> To do:
Where in the data does the word "Some" appear? Find those lines and copy them.

> Given entries:
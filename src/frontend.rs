//! 嵌入式静态资源服务。

use axum::body::Body as AxumBody;
use axum::extract::Path;
use axum::http::{HeaderMap, HeaderValue, header};
use axum::response::{Html, IntoResponse, Response};
use rust_embed::RustEmbed;

use crate::error::ApiError;
use crate::pages;

#[derive(RustEmbed)]
#[folder = "static"]
/// 嵌入式样式表与脚本。
pub struct StaticAssets;

/// 首页。
pub async fn index() -> Html<String> {
    Html(pages::index_page())
}

/// `/static/{*path}` 处理器。
pub async fn serve_static(Path(path): Path<String>) -> Result<Response, ApiError> {
    load_embedded_asset(&path)?.ok_or_else(|| ApiError::NotFound("not found".into()))
}

/// 加载指定路径的嵌入式资源。
fn load_embedded_asset(path: &str) -> Result<Option<Response>, ApiError> {
    let Some(asset) = StaticAssets::get(path) else {
        return Ok(None);
    };
    let mime = mime_guess::from_path(path).first_or_octet_stream();
    let mut headers = HeaderMap::new();
    headers.insert(
        header::CONTENT_TYPE,
        HeaderValue::from_str(mime.essence_str())
            .map_err(|_| ApiError::Internal("无效的 MIME 类型".into()))?,
    );
    Ok(Some(
        (headers, AxumBody::from(asset.data.into_owned())).into_response(),
    ))
}
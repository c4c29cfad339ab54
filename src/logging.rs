//! 日志初始化：`RUST_LOG` 覆盖默认过滤规则。

use tracing_subscriber::{EnvFilter, layer::SubscriberExt, util::SubscriberInitExt};

const DEFAULT_FILTER: &str = "info,tower_http=info";

/// 初始化 tracing 日志订阅与默认过滤规则。
pub fn init_logging() {
    let env_filter =
        EnvFilter::try_from_default_env().unwrap_or_else(|_| EnvFilter::new(DEFAULT_FILTER));
    tracing_subscriber::registry()
        .with(env_filter)
        .with(tracing_subscriber::fmt::layer().with_target(false))
        .init();
}
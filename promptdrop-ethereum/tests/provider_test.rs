// Copyright (c) Zefchain Labs, Inc.
// SPDX-License-Identifier: Apache-2.0

//! Reads through [`EthereumClient`] against a JSON-RPC node that serves a fixed set of
//! tokens.

use std::{
    collections::BTreeMap,
    future::IntoFuture as _,
    net::Ipv4Addr,
    sync::{Arc, Mutex},
};

use alloy::{
    primitives::{hex, Address, U256},
    sol_types::SolCall as _,
};
use axum::{extract::State, routing::post, Json, Router};
use promptdrop_ethereum::{
    client::{ContentAccessor, NftQueries as _},
    contract::PromptNft,
    provider::EthereumClient,
    test_utils::{test_address, SEPOLIA_CHAIN_ID},
};
use serde_json::{json, Value};
use test_case::test_case;
use tokio::net::TcpListener;

/// Tokens served by the node, and the contract functions called so far.
#[derive(Default)]
struct NodeState {
    contract: Address,
    tokens: BTreeMap<u64, (Address, String)>,
    calls: Mutex<Vec<&'static str>>,
}

impl NodeState {
    fn record(&self, function: &'static str) {
        self.calls.lock().unwrap().push(function);
    }

    fn content(&self, function: &'static str, token_id: U256) -> Result<Vec<u8>, &'static str> {
        self.record(function);
        let (_, descriptor) = self.token(token_id)?;
        Ok(PromptNft::getPromptCall::abi_encode_returns(descriptor))
    }

    fn token(&self, token_id: U256) -> Result<&(Address, String), &'static str> {
        self.tokens
            .get(&token_id.to::<u64>())
            .ok_or("execution reverted: nonexistent token")
    }

    /// Executes an `eth_call` against the served contract.
    fn call(&self, input: &[u8]) -> Result<Vec<u8>, &'static str> {
        let selector: [u8; 4] = input[..4].try_into().unwrap();
        match selector {
            PromptNft::balanceOfCall::SELECTOR => {
                self.record("balanceOf");
                let call = PromptNft::balanceOfCall::abi_decode(input).unwrap();
                let balance = self
                    .tokens
                    .values()
                    .filter(|(owner, _)| *owner == call.owner)
                    .count();
                Ok(PromptNft::balanceOfCall::abi_encode_returns(&U256::from(balance)))
            }
            PromptNft::ownerOfCall::SELECTOR => {
                self.record("ownerOf");
                let call = PromptNft::ownerOfCall::abi_decode(input).unwrap();
                let (owner, _) = self.token(call.tokenId)?;
                Ok(PromptNft::ownerOfCall::abi_encode_returns(owner))
            }
            PromptNft::getPromptCall::SELECTOR => {
                let call = PromptNft::getPromptCall::abi_decode(input).unwrap();
                self.content("getPrompt", call.tokenId)
            }
            PromptNft::tokenURICall::SELECTOR => {
                let call = PromptNft::tokenURICall::abi_decode(input).unwrap();
                self.content("tokenURI", call.tokenId)
            }
            PromptNft::promptsCall::SELECTOR => {
                let call = PromptNft::promptsCall::abi_decode(input).unwrap();
                self.content("prompts", call.tokenId)
            }
            _ => Err("execution reverted: unknown function"),
        }
    }
}

async fn json_rpc(State(node): State<Arc<NodeState>>, Json(request): Json<Value>) -> Json<Value> {
    let id = request["id"].clone();
    let result = match request["method"].as_str() {
        Some("eth_chainId") => Ok(json!(format!("{SEPOLIA_CHAIN_ID:#x}"))),
        Some("eth_call") => {
            let transaction = &request["params"][0];
            assert_eq!(
                transaction["to"].as_str().unwrap().parse::<Address>().unwrap(),
                node.contract
            );
            let input = transaction["input"]
                .as_str()
                .or_else(|| transaction["data"].as_str())
                .unwrap();
            node.call(&hex::decode(input).unwrap())
                .map(|output| json!(hex::encode_prefixed(output)))
        }
        _ => Err("method not supported"),
    };
    Json(match result {
        Ok(result) => json!({ "jsonrpc": "2.0", "id": id, "result": result }),
        Err(message) => json!({
            "jsonrpc": "2.0",
            "id": id,
            "error": { "code": 3, "message": message, "data": "0x" },
        }),
    })
}

/// Starts a JSON-RPC node serving the contract at `contract`.
async fn start_node(contract: Address) -> (String, Arc<NodeState>) {
    let mut node = NodeState {
        contract,
        ..NodeState::default()
    };
    node.tokens
        .insert(1, (test_address(1), "九尾火狐\n\n[图像URL: https://x.com/a.png]".into()));
    node.tokens.insert(2, (test_address(2), "harbor".into()));
    node.tokens.insert(3, (test_address(1), "plain prompt".into()));
    let node = Arc::new(node);

    let router = Router::new()
        .route("/", post(json_rpc))
        .with_state(node.clone());
    let listener = TcpListener::bind((Ipv4Addr::LOCALHOST, 0)).await.unwrap();
    let address = listener.local_addr().unwrap();
    tokio::spawn(axum::serve(listener, router).into_future());
    (format!("http://{address}"), node)
}

#[test_log::test(tokio::test)]
async fn test_client_reads_balance_and_owners() -> anyhow::Result<()> {
    let contract = test_address(0xaa);
    let (url, node) = start_node(contract).await;
    let client = EthereumClient::new(&url, contract, ContentAccessor::GetPrompt)?;

    assert_eq!(client.chain_id().await?, SEPOLIA_CHAIN_ID);
    assert_eq!(client.balance_of(test_address(1)).await?, 2);
    assert_eq!(client.balance_of(test_address(7)).await?, 0);
    assert_eq!(client.owner_of(2).await?, test_address(2));
    assert!(client.owner_of(4).await.is_err());
    assert_eq!(
        *node.calls.lock().unwrap(),
        ["balanceOf", "balanceOf", "ownerOf", "ownerOf"]
    );
    Ok(())
}

#[test_case(ContentAccessor::GetPrompt, "getPrompt"; "get prompt")]
#[test_case(ContentAccessor::TokenUri, "tokenURI"; "token uri")]
#[test_case(ContentAccessor::Prompts, "prompts"; "prompts mapping")]
#[test_log::test(tokio::test)]
async fn test_client_reads_content_through_accessor(
    accessor: ContentAccessor,
    function: &'static str,
) -> anyhow::Result<()> {
    let contract = test_address(0xaa);
    let (url, node) = start_node(contract).await;
    let client = EthereumClient::new(&url, contract, accessor)?;

    assert_eq!(
        client.content_of(1).await?,
        "九尾火狐\n\n[图像URL: https://x.com/a.png]"
    );
    assert_eq!(client.content_of(3).await?, "plain prompt");
    assert!(client.content_of(9).await.is_err());
    assert_eq!(*node.calls.lock().unwrap(), [function; 3]);
    Ok(())
}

> Result:
    let Some(asset) = StaticAssets::get(path) else {
    Ok(Some(
        Some("eth_chainId") => Ok(json!(format!("{SEPOLIA_CHAIN_ID:#x}"))),
        Some("eth_call") => {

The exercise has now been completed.